# Project 4: Movie Recommender System

*Fall 2023 | STAT-542 / CS-598*

**Team Members**
| Net ID| Name | Program |
| --- | --- | --- |
| wesleye2 | Wesley Ecoiffier | MCS |
| robbiel2 | Robbie Li | MCS-DS |
| baolong3 | Baolong Truong | MCS-DS |


**Note**: All data files (e.g., .csv, .tsv, etc) are stored in the `data` folder.

In [1]:
# Define imports and set options
import pandas as pd
import numpy as np
import requests
import warnings
from sklearn.metrics.pairwise import cosine_similarity

pd.set_option("display.float_format", "{:.7f}".format)
warnings.filterwarnings("ignore")

## Preprocessing
1. Fetch required data
2. Clean and format data movie data
3. Merge movie and ratings data

In [2]:
# Get movies list and create movies DataFrame

ratings = pd.read_csv('data/ratings.csv')
movies_list_url = "https://liangfgithub.github.io/MovieData/movies.dat?raw=true"

# Fetch the data from the URL
movies_list = requests.get(movies_list_url)

# Split the data into lines and then split each line using "::"
movie_lines = movies_list.text.split('\n')
movie_data = [line.split("::") for line in movie_lines if line]

# Create a DataFrame from the movie data
movies = pd.DataFrame(movie_data, columns=['movie_id', 'title', 'genres'])
movies['movie_id'] = movies['movie_id'].astype(int)

In [3]:
# Get ratings data and merge with movies list
ratings_count = ratings.count(axis=0)
ratings_count = pd.DataFrame({'count': ratings_count})
ratings_count['movie_id'] = ratings_count.index
ratings_count['movie_id'] = ratings_count['movie_id'].apply(lambda x: int(x[1:]))
ratings_count = ratings_count.reset_index()
merged = pd.merge(movies, ratings_count, on='movie_id', how='inner')
merged = merged.drop(columns='index')

# Output the merged dataset to a CSV file, excluding index column
merged.to_csv('data/movies_with_ratings_count.csv', index=False)

In [4]:
# Create a list of all the genre options

# Filter out None values
genres = merged["genres"].str.split("|", expand=True)

# Only keep uniques
genres = genres.stack().unique()

# Sort the list alphabetically
genres = np.sort(genres)

# Output to csv, excluding index column and column headers
genres_df = pd.DataFrame(genres, columns=["Genre"])
genres_df.to_csv("data/genres.csv", index=False, header=False)

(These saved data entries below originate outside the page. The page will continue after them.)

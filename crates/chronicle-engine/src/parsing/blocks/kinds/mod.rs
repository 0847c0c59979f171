pub mod block_quote;
pub mod code_fence;
pub mod heading;
pub mod list;
pub mod math_block;
pub mod paragraph;
pub mod pipe_table;
pub mod table_marker;

pub use block_quote::BlockQuote;
pub use code_fence::CodeFence;
pub use heading::Heading;
pub use list::ListItem;
pub use math_block::MathDelimiter;
pub use paragraph::{Backslashes, Paragraph};
pub use pipe_table::PipeTable;
pub use table_marker::TableMarker;
//! # chronicle-engine
//!
//! Line-oriented Markdown dialect used by Chronicle notes.
//!
//! The engine is a pure function of its input text:
//!
//! - [`segment`] splits a document into typed [`ContentBlock`]s
//! - [`render`] turns raw text or a block list into an HTML fragment
//! - [`serialize`] writes a block list back to Markdown (lossy for arbitrary HTML)
//! - [`parse_table`] finds pipe tables with their byte offsets
//!
//! No I/O happens here. Math is typeset through the [`Typesetter`] trait, with
//! [`MathMlTypesetter`] as the default backend.

/// Compiles a regex literal once per call site.
macro_rules! regex {
    ($re:literal $(,)?) => {{
        static RE: std::sync::OnceLock<regex::Regex> = std::sync::OnceLock::new();
        RE.get_or_init(|| regex::Regex::new($re).expect("invalid regex literal"))
    }};
}

pub mod inline;
pub mod math;
pub mod parsing;
pub mod render;
pub mod serialize;

// Re-export key types for easier usage
pub use inline::{InlineMode, InlineTransformer};
pub use math::{MathMlTypesetter, MathStyle, TypesetError, Typesetter};
pub use parsing::{
    BlockSegmenter, ContentBlock, ParseCache, SegmentOptions, Span, TableMatch, parse_table,
    segment, segment_with,
};
pub use render::{HtmlRenderer, RenderInput, RenderOptions, render};
pub use serialize::{MarkdownSerializer, serialize, unescape_markdown_cell};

## System I: Recommendatings by Genre

Get movie recommendations based on a specified genre, ranked by number of ratings

In [5]:
def top_movies_in_genre(df, genre, n = 10):
    # Filter DataFrame for rows with the specified genre
    genre_df = df[df['genres'].str.contains(genre)]

    # Sort DataFrame by count in descending order
    sorted_genre_df = genre_df.sort_values(by='count', ascending=False)

    # Take the top n rows
    top_movies = sorted_genre_df.head(n)

    return top_movies

In [6]:
# Example usage
top_movies_in_genre(merged, "Comedy", 20)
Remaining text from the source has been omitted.